Ao longo de anos, foram muitas as promessas de programas habitacionais para dar casas dignas aos mais carentes. Infelizmente, na maior parte dos casos, os recursos públicos foram destinados a projetos movidos pela corrupção. Conjuntos residenciais foram construídos em áreas sem a mínima infraestrutura, tornando-se verdadeiros elefantes brancos. Obras superfaturadas ficaram pela metade, sendo corroídas pelo tempo. Prédios inaugurados por autoridades em busca de votos ruíram dias depois. Do que ficou de pé, parcela foi parar nas mãos do crime organizado.
Hoje, em âmbito federal, não há nenhum programa habitacional sendo tocado.
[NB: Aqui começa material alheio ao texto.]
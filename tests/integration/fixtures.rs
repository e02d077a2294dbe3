//! Test fixtures for integration tests.
//!
//! Provides in-memory collaborators for:
//! - The account and device API, with failure injection and call counters
//! - Settings persistence
//! - The tunnel manager
//! - The relay cache

use std::net::Ipv4Addr;
use std::sync::atomic::{AtomicBool, AtomicUsize, Ordering};
use std::sync::{Arc, Mutex};
use std::time::Duration;

use async_trait::async_trait;
use chrono::{TimeZone, Utc};
use tokio::sync::Notify;

use vpn_orchestrator::lifecycle::{
    Account, AccountLifecycle, AccountsProxy, Device, DeviceState, DevicesProxy, PrivateKey,
    PublicKey, SettingsStore, StoredAccount, StoredDevice, TunnelInfo, TunnelManager,
    TunnelSettings,
};
use vpn_orchestrator::retry::RetryStrategy;
use vpn_orchestrator::state::StateStore;
use vpn_orchestrator::transport::{BridgeRelay, RelayCache, RelayList, ShadowsocksConfig};
use vpn_orchestrator::{Error, Result};

pub const EXISTING_ACCOUNT: &str = "1234123412341234";
pub const NEW_ACCOUNT: &str = "9876987698769876";

fn lock<T>(mutex: &Mutex<T>) -> std::sync::MutexGuard<'_, T> {
    mutex.lock().unwrap_or_else(|poisoned| poisoned.into_inner())
}

fn account(number: &str) -> Account {
    Account {
        id: format!("id-{}", number),
        number: number.to_string(),
        expiry: Utc.with_ymd_and_hms(2030, 1, 1, 0, 0, 0).unwrap(),
    }
}

/// Fake account and device API.
#[derive(Default)]
pub struct FakeApi {
    pub fail_create_account: Mutex<Option<Error>>,
    pub fail_get_account: Mutex<Option<Error>>,
    pub fail_create_device: Mutex<Option<Error>>,
    pub fail_delete_device: Mutex<Option<Error>>,
    /// Number of leading `get_account_data` calls that fail transiently.
    pub transient_get_account_failures: AtomicUsize,

    pub create_account_calls: AtomicUsize,
    pub get_account_calls: AtomicUsize,
    pub create_device_calls: AtomicUsize,
    pub delete_device_calls: AtomicUsize,

    /// When set, `get_account_data` waits until notified.
    pub hold_get_account: AtomicBool,
    pub release: Notify,
    pub entered: Notify,

    pub registered_keys: Mutex<Vec<PublicKey>>,
    pub deleted_devices: Mutex<Vec<(String, String)>>,
}

impl FakeApi {
    pub fn new() -> Arc<Self> {
        Arc::new(Self::default())
    }

    pub fn calls(&self, counter: &AtomicUsize) -> usize {
        counter.load(Ordering::SeqCst)
    }
}

#[async_trait]
impl AccountsProxy for FakeApi {
    async fn create_account(&self) -> Result<Account> {
        self.create_account_calls.fetch_add(1, Ordering::SeqCst);
        if let Some(err) = lock(&self.fail_create_account).clone() {
            return Err(err);
        }
        Ok(account(NEW_ACCOUNT))
    }

    async fn get_account_data(&self, account_number: &str) -> Result<Account> {
        self.get_account_calls.fetch_add(1, Ordering::SeqCst);

        if self.hold_get_account.load(Ordering::SeqCst) {
            self.entered.notify_one();
            self.release.notified().await;
        }

        let remaining = self.transient_get_account_failures.load(Ordering::SeqCst);
        if remaining > 0 {
            self.transient_get_account_failures
                .store(remaining - 1, Ordering::SeqCst);
            return Err(Error::transient("gateway timeout"));
        }

        if let Some(err) = lock(&self.fail_get_account).clone() {
            return Err(err);
        }
        Ok(account(account_number))
    }
}

#[async_trait]
impl DevicesProxy for FakeApi {
    async fn create_device(&self, account_number: &str, public_key: &PublicKey) -> Result<Device> {
        self.create_device_calls.fetch_add(1, Ordering::SeqCst);
        if let Some(err) = lock(&self.fail_create_device).clone() {
            return Err(err);
        }
        lock(&self.registered_keys).push(*public_key);
        Ok(Device {
            id: format!("device-for-{}", account_number),
            name: "quick otter".to_string(),
            public_key: *public_key,
            created: Utc::now(),
        })
    }

    async fn delete_device(&self, account_number: &str, device_id: &str) -> Result<bool> {
        self.delete_device_calls.fetch_add(1, Ordering::SeqCst);
        if let Some(err) = lock(&self.fail_delete_device).clone() {
            return Err(err);
        }
        lock(&self.deleted_devices).push((account_number.to_string(), device_id.to_string()));
        Ok(true)
    }
}

/// Settings persistence backed by memory.
#[derive(Default)]
pub struct MemorySettings {
    pub last_used_account: Mutex<Option<String>>,
    pub settings: Mutex<Option<TunnelSettings>>,
    pub device_states: Mutex<Vec<DeviceState>>,
    pub fail_device_state: AtomicBool,
}

impl MemorySettings {
    pub fn new() -> Arc<Self> {
        Arc::new(Self::default())
    }

    pub fn last_device_state(&self) -> Option<DeviceState> {
        lock(&self.device_states).last().cloned()
    }
}

#[async_trait]
impl SettingsStore for MemorySettings {
    async fn set_last_used_account(&self, account_number: Option<&str>) -> Result<()> {
        *lock(&self.last_used_account) = account_number.map(str::to_string);
        Ok(())
    }

    async fn set_settings(&self, settings: &TunnelSettings) -> Result<()> {
        *lock(&self.settings) = Some(settings.clone());
        Ok(())
    }

    async fn set_device_state(&self, state: &DeviceState) -> Result<()> {
        if self.fail_device_state.load(Ordering::SeqCst) {
            return Err(Error::Persistence("disk full".to_string()));
        }
        lock(&self.device_states).push(state.clone());
        Ok(())
    }
}

/// What the fake tunnel manager was asked to do, in order.
#[derive(Debug, Clone, PartialEq, Eq)]
pub enum TunnelCall {
    Notifications(bool),
    RemoveConfiguration,
}

#[derive(Default)]
pub struct FakeTunnelManager {
    pub tunnels: Mutex<Vec<TunnelInfo>>,
    pub fail_remove: AtomicBool,
    pub fail_list: AtomicBool,
    pub calls: Mutex<Vec<TunnelCall>>,
}

impl FakeTunnelManager {
    pub fn new() -> Arc<Self> {
        Arc::new(Self::default())
    }

    pub fn with_tunnels(tunnels: Vec<TunnelInfo>) -> Arc<Self> {
        let manager = Self::default();
        *lock(&manager.tunnels) = tunnels;
        Arc::new(manager)
    }

    pub fn calls(&self) -> Vec<TunnelCall> {
        lock(&self.calls).clone()
    }
}

#[async_trait]
impl TunnelManager for FakeTunnelManager {
    async fn tunnels(&self) -> Result<Vec<TunnelInfo>> {
        if self.fail_list.load(Ordering::SeqCst) {
            return Err(Error::TunnelConfiguration("tunnel provider unavailable".to_string()));
        }
        Ok(lock(&self.tunnels).clone())
    }

    async fn remove_configuration(&self) -> Result<()> {
        lock(&self.calls).push(TunnelCall::RemoveConfiguration);
        if self.fail_remove.load(Ordering::SeqCst) {
            return Err(Error::TunnelConfiguration("permission denied".to_string()));
        }
        Ok(())
    }

    fn set_status_notifications(&self, enabled: bool) {
        lock(&self.calls).push(TunnelCall::Notifications(enabled));
    }
}

/// Relay cache returning a fixed list, or an error when empty-handed.
pub struct StaticRelayCache(pub Option<RelayList>);

impl RelayCache for StaticRelayCache {
    fn cached_relays(&self) -> Result<RelayList> {
        self.0
            .clone()
            .ok_or_else(|| Error::Persistence("relay cache not found".to_string()))
    }
}

pub fn bridge_relays() -> RelayList {
    RelayList {
        bridges: vec![BridgeRelay {
            hostname: "se-sto-br-001".to_string(),
            ipv4_addr: Ipv4Addr::new(185, 65, 134, 117),
            location: "se-sto".to_string(),
            active: true,
        }],
        shadowsocks: vec![ShadowsocksConfig {
            port: 443,
            cipher: "aes-256-gcm".to_string(),
            password: "mullvad".to_string(),
        }],
    }
}

/// Device state of a device that is already logged in.
pub fn logged_in_state() -> DeviceState {
    let private_key = PrivateKey::from_bytes([9; 32]);
    DeviceState::LoggedIn(
        StoredAccount {
            identifier: "id-old".to_string(),
            number: "5555666677778888".to_string(),
            expiry: Utc.with_ymd_and_hms(2029, 6, 1, 0, 0, 0).unwrap(),
        },
        StoredDevice {
            identifier: "old-device".to_string(),
            name: "sleepy panda".to_string(),
            creation_date: Utc::now(),
            public_key: private_key.public_key(),
            private_key,
            key_created: Utc::now(),
        },
    )
}

/// Retry quickly so transient failures do not slow the suite down.
pub fn fast_retry() -> RetryStrategy {
    RetryStrategy {
        max_retries: 2,
        initial_delay: Duration::from_millis(1),
        max_delay: Duration::from_millis(5),
        multiplier: 2,
    }
}

/// Lifecycle wired to in-memory collaborators.
pub struct Harness {
    pub api: Arc<FakeApi>,
    pub settings: Arc<MemorySettings>,
    pub tunnels: Arc<FakeTunnelManager>,
    pub state: StateStore,
    pub lifecycle: AccountLifecycle,
}

impl Harness {
    pub fn new() -> Self {
        Self::with_state(StateStore::new())
    }

    pub fn logged_in() -> Self {
        let state = StateStore::new();
        state.set_device_state(logged_in_state());
        state.set_configuration_loaded(true);
        Self::with_state(state)
    }

    pub fn with_state(state: StateStore) -> Self {
        let api = FakeApi::new();
        let settings = MemorySettings::new();
        let tunnels = FakeTunnelManager::new();
        let lifecycle = AccountLifecycle::new(
            api.clone(),
            api.clone(),
            settings.clone(),
            tunnels.clone(),
            state.clone(),
        )
        .with_retry_strategy(fast_retry());

        Self {
            api,
            settings,
            tunnels,
            state,
            lifecycle,
        }
    }
}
O Minha Casa, Minha Vida, que ainda conseguiu dar moradia a um pequeno grupo, foi totalmente desmontado. E quem teve acesso aos imóveis simplesmente não pode arcar com as prestações por causa da combinação explosiva de alta dos juros com queda na renda. A perda de poder aquisitivo nos últimos anos, por sinal, empurrou ainda mais brasileiros para áreas desprovidas de qualquer serviço prestado pelo Estado. Muitos deles, certamente, serão as vítimas das próximas chuvas.
A pergunta que todos se fazem ecoa alto: se, no estado mais rico do país, a tragédia não foi evitada, imagine o que pode ocorrer em regiões mais carentes? Não se espantem se, nas eleições que se aproximam, candidatos vierem com propostas de moradias para os mais pobres, de melhorias nas condições de vida das cidades. São mestres na arte da enganação. Depois de eleitos, vão dedicar toda a energia para projetos que garantam benefícios aos privilegiados de sempre. Com a cara de pau que lhes é característica, quando a chuva chegar e matar mais uma leva de cidadãos, dirão que sentem muito. E tudo se repetirá no ano seguinte. Esse é o retrato do Brasil que insiste em manter os dois pés fincados no atraso.